Each entry in the block below needs to be copied out exactly.

**Data supplied**.
::::
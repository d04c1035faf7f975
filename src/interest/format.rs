//! Swiss (de-CH) number and currency formatting.

use rust_decimal::{Decimal, RoundingStrategy};

/// Thousands separator used by the de-CH convention (typographic apostrophe).
pub const GROUP_SEPARATOR: char = '\u{2019}';

/// Formats `amount` with Swiss grouping and exactly `decimals` fraction digits.
///
/// ```
/// use rust_decimal::Decimal;
/// use zinsrechner_offline::interest::format_number;
///
/// assert_eq!(format_number(Decimal::new(123456789, 2), 2), "1’234’567.89");
/// ```
pub fn format_number(amount: Decimal, decimals: u32) -> String {
    let rounded = amount.round_dp_with_strategy(decimals, RoundingStrategy::MidpointAwayFromZero);
    let digits = format!("{:.*}", decimals as usize, rounded.abs());
    let (int_part, frac_part) = match digits.split_once('.') {
        Some((int_part, frac_part)) => (int_part, Some(frac_part)),
        None => (digits.as_str(), None),
    };

    let mut out = String::with_capacity(digits.len() + int_part.len() / 3 + 1);
    if rounded.is_sign_negative() && !rounded.is_zero() {
        out.push('-');
    }
    let len = int_part.len();
    for (i, ch) in int_part.chars().enumerate() {
        if i > 0 && (len - i) % 3 == 0 {
            out.push(GROUP_SEPARATOR);
        }
        out.push(ch);
    }
    if let Some(frac_part) = frac_part {
        out.push('.');
        out.push_str(frac_part);
    }
    out
}

/// Formats `amount` as Swiss francs, e.g. `CHF 10’508.33`.
pub fn format_currency(amount: Decimal) -> String {
    format!("CHF {}", format_number(amount, 2))
}

#[cfg(test)]
mod tests {
    use super::*;

    fn dec(s: &str) -> Decimal {
        s.parse().unwrap()
    }

    #[test]
    fn groups_thousands() {
        assert_eq!(format_number(dec("0"), 2), "0.00");
        assert_eq!(format_number(dec("999.5"), 2), "999.50");
        assert_eq!(format_number(dec("1000"), 2), "1’000.00");
        assert_eq!(format_number(dec("10000.5"), 2), "10’000.50");
        assert_eq!(format_number(dec("1234567.891"), 2), "1’234’567.89");
    }

    #[test]
    fn respects_decimal_count() {
        assert_eq!(format_number(dec("1234.5"), 0), "1’235");
        assert_eq!(format_number(dec("0.125"), 1), "0.1");
        assert_eq!(format_number(dec("2.345"), 3), "2.345");
    }

    #[test]
    fn negative_amounts() {
        assert_eq!(format_number(dec("-1234.5"), 2), "-1’234.50");
        assert_eq!(format_number(dec("-0.001"), 2), "0.00");
    }

    #[test]
    fn currency_prefix() {
        assert_eq!(format_currency(dec("508.333")), "CHF 508.33");
        assert_eq!(format_currency(dec("10508.33")), "CHF 10’508.33");
        assert_eq!(format_currency(dec("0.005")), "CHF 0.01");
    }
}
::::
**Response below**.
repository d04c1035faf7f975
filename src/interest/format.rs
//! Swiss (de-CH) number and currency formatting.

use rust_decimal::{Decimal, RoundingStrategy};

/// Thousands separator used by the de-CH convention (typographic apostrophe).
pub const GROUP_SEPARATOR: char = '\u{2019}';

/// Formats `amount` with Swiss grouping and exactly `decimals` fraction digits.
///
/// ```
/// use rust_decimal::Decimal;
/// use zinsrechner_offline::interest::format_number;
///
/// assert_eq!(format_number(Decimal::new(123456789, 2), 2), "1’234’567.89");
/// ```
pub fn format_number(amount: Decimal, decimals: u32) -> String {
    let rounded = amount.round_dp_with_strategy(decimals, RoundingStrategy::MidpointAwayFromZero);
    let digits = format!("{:.*}", decimals as usize, rounded.abs());
    let (int_part, frac_part) = match digits.split_once('.') {
        Some((int_part, frac_part)) => (int_part, Some(frac_part)),
        None => (digits.as_str(), None),
    };

    let mut out = String::with_capacity(digits.len() + int_part.len() / 3 + 1);
    if rounded.is_sign_negative() && !rounded.is_zero() {
        out.push('-');
    }
    let len = int_part.len();
    for (i, ch) in int_part.chars().enumerate() {
        if i > 0 && (len - i) % 3 == 0 {
            out.push(GROUP_SEPARATOR);
        }
        out.push(ch);
    }
    if let Some(frac_part) = frac_part {
        out.push('.');
        out.push_str(frac_part);
    }
    out
}

/// Formats `amount` as Swiss francs, e.g. `CHF 10’508.33`.
pub fn format_currency(amount: Decimal) -> String {
    format!("CHF {}", format_number(amount, 2))
}

#[cfg(test)]
mod tests {
    use super::*;

    fn dec(s: &str) -> Decimal {
        s.parse().unwrap()
    }

    #[test]
    fn groups_thousands() {
        assert_eq!(format_number(dec("0"), 2), "0.00");
        assert_eq!(format_number(dec("999.5"), 2), "999.50");
        assert_eq!(format_number(dec("1000"), 2), "1’000.00");
        assert_eq!(format_number(dec("10000.5"), 2), "10’000.50");
        assert_eq!(format_number(dec("1234567.891"), 2), "1’234’567.89");
    }

    #[test]
    fn respects_decimal_count() {
        assert_eq!(format_number(dec("1234.5"), 0), "1’235");
        assert_eq!(format_number(dec("0.125"), 1), "0.1");
        assert_eq!(format_number(dec("2.345"), 3), "2.345");
    }

    #[test]
    fn negative_amounts() {
        assert_eq!(format_number(dec("-1234.5"), 2), "-1’234.50");
        assert_eq!(format_number(dec("-0.001"), 2), "0.00");
    }

    #[test]
    fn currency_prefix() {
        assert_eq!(format_currency(dec("508.333")), "CHF 508.33");
        assert_eq!(format_currency(dec("10508.33")), "CHF 10’508.33");
        assert_eq!(format_currency(dec("0.005")), "CHF 0.01");
    }
}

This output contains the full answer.